*** Opening of Supplied records ***

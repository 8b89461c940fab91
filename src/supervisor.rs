//! Restart supervision.
//!
//! After an uncaught failure the process announces a restart, waits a fixed
//! delay, and exits non-zero so an external process manager relaunches it.
//! The timer is armed at most once per process; later triggers are
//! suppressed because the process is already on its way out.

use std::sync::atomic::{AtomicBool, Ordering};
use std::sync::Arc;
use std::time::Duration;

use tracing::{info, warn};

use crate::config::RestartConfig;
use crate::report::Report;
use crate::sink::ConsoleSink;

/// Ends the process once the restart delay has elapsed.
pub trait Terminator: Send + Sync {
    /// Terminate with `code`.
    fn terminate(&self, code: i32);
}

/// Exits the current process.
#[derive(Debug, Clone, Copy, Default)]
pub struct ProcessExit;

impl Terminator for ProcessExit {
    fn terminate(&self, code: i32) {
        std::process::exit(code);
    }
}

/// Process-wide restart state. Never returns to `Idle` once scheduled.
#[derive(Debug, Clone, Copy, PartialEq, Eq)]
pub enum RestartState {
    /// No restart has been requested.
    Idle,
    /// A restart timer is armed.
    Scheduled,
}

/// Result of a restart request.
#[derive(Debug, Clone, Copy, PartialEq, Eq)]
pub enum RestartDecision {
    /// This call armed the restart timer.
    Scheduled,
    /// A restart was already scheduled; nothing was done.
    Suppressed,
    /// Restarts are turned off in configuration.
    Disabled,
}

/// Decides whether and when to terminate the process for restart.
pub struct RestartSupervisor {
    scheduled: AtomicBool,
    enabled: bool,
    delay: Duration,
    exit_code: i32,
    identity: String,
    console: Option<Arc<ConsoleSink>>,
    terminator: Arc<dyn Terminator>,
}

impl RestartSupervisor {
    /// Create a supervisor that exits the process.
    pub fn new(config: &RestartConfig, identity: impl Into<String>) -> Self {
        Self::with_terminator(config, identity, Arc::new(ProcessExit))
    }

    /// Create a supervisor with a custom terminator.
    pub fn with_terminator(
        config: &RestartConfig,
        identity: impl Into<String>,
        terminator: Arc<dyn Terminator>,
    ) -> Self {
        Self {
            scheduled: AtomicBool::new(false),
            enabled: config.enabled,
            delay: Duration::from_secs(config.delay_secs),
            exit_code: config.exit_code,
            identity: identity.into(),
            console: None,
            terminator,
        }
    }

    /// Print the restart notice on `console` when a restart is scheduled.
    #[must_use]
    pub fn with_console(mut self, console: Arc<ConsoleSink>) -> Self {
        self.console = Some(console);
        self
    }

    /// Current restart state.
    pub fn state(&self) -> RestartState {
        if self.scheduled.load(Ordering::Acquire) {
            RestartState::Scheduled
        } else {
            RestartState::Idle
        }
    }

    /// Configured delay between the notice and process exit.
    pub fn delay(&self) -> Duration {
        self.delay
    }

    /// Arm the restart timer for `report` unless one is already armed.
    ///
    /// Not gated on severity: every uncaught failure restarts the process.
    pub fn maybe_restart(&self, report: &Report) -> RestartDecision {
        if !self.enabled {
            info!(report_id = %report.id, "restart disabled, process keeps running");
            return RestartDecision::Disabled;
        }

        if self
            .scheduled
            .compare_exchange(false, true, Ordering::AcqRel, Ordering::Acquire)
            .is_err()
        {
            info!(report_id = %report.id, "restart already scheduled, suppressing");
            return RestartDecision::Suppressed;
        }

        warn!(
            report_id = %report.id,
            kind = %report.kind,
            severity = %report.severity,
            delay_secs = self.delay.as_secs(),
            "restart scheduled"
        );

        if let Some(console) = &self.console {
            if let Err(e) = console.announce_restart(&self.identity, self.delay) {
                warn!(error = %e, "failed to print restart notice");
            }
        }

        self.arm_timer();
        RestartDecision::Scheduled
    }

    fn arm_timer(&self) {
        let delay = self.delay;
        let code = self.exit_code;
        let terminator = Arc::clone(&self.terminator);

        match tokio::runtime::Handle::try_current() {
            Ok(handle) => {
                handle.spawn(async move {
                    tokio::time::sleep(delay).await;
                    info!(exit_code = code, "exiting for restart");
                    terminator.terminate(code);
                });
            }
            Err(_) => {
                std::thread::spawn(move || {
                    std::thread::sleep(delay);
                    terminator.terminate(code);
                });
            }
        }
    }
}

*** Close of Supplied records ***

Starting at the first line of the entries above, please extract each line up to and including the line with "later triggers are", unchanged, and add nothing.

**Solution to this task**:
repository 8b89461c940fab91
filename src/supervisor.rs
//! Restart supervision.
//!
//! After an uncaught failure the process announces a restart, waits a fixed
//! delay, and exits non-zero so an external process manager relaunches it.
//! The timer is armed at most once per process; later triggers are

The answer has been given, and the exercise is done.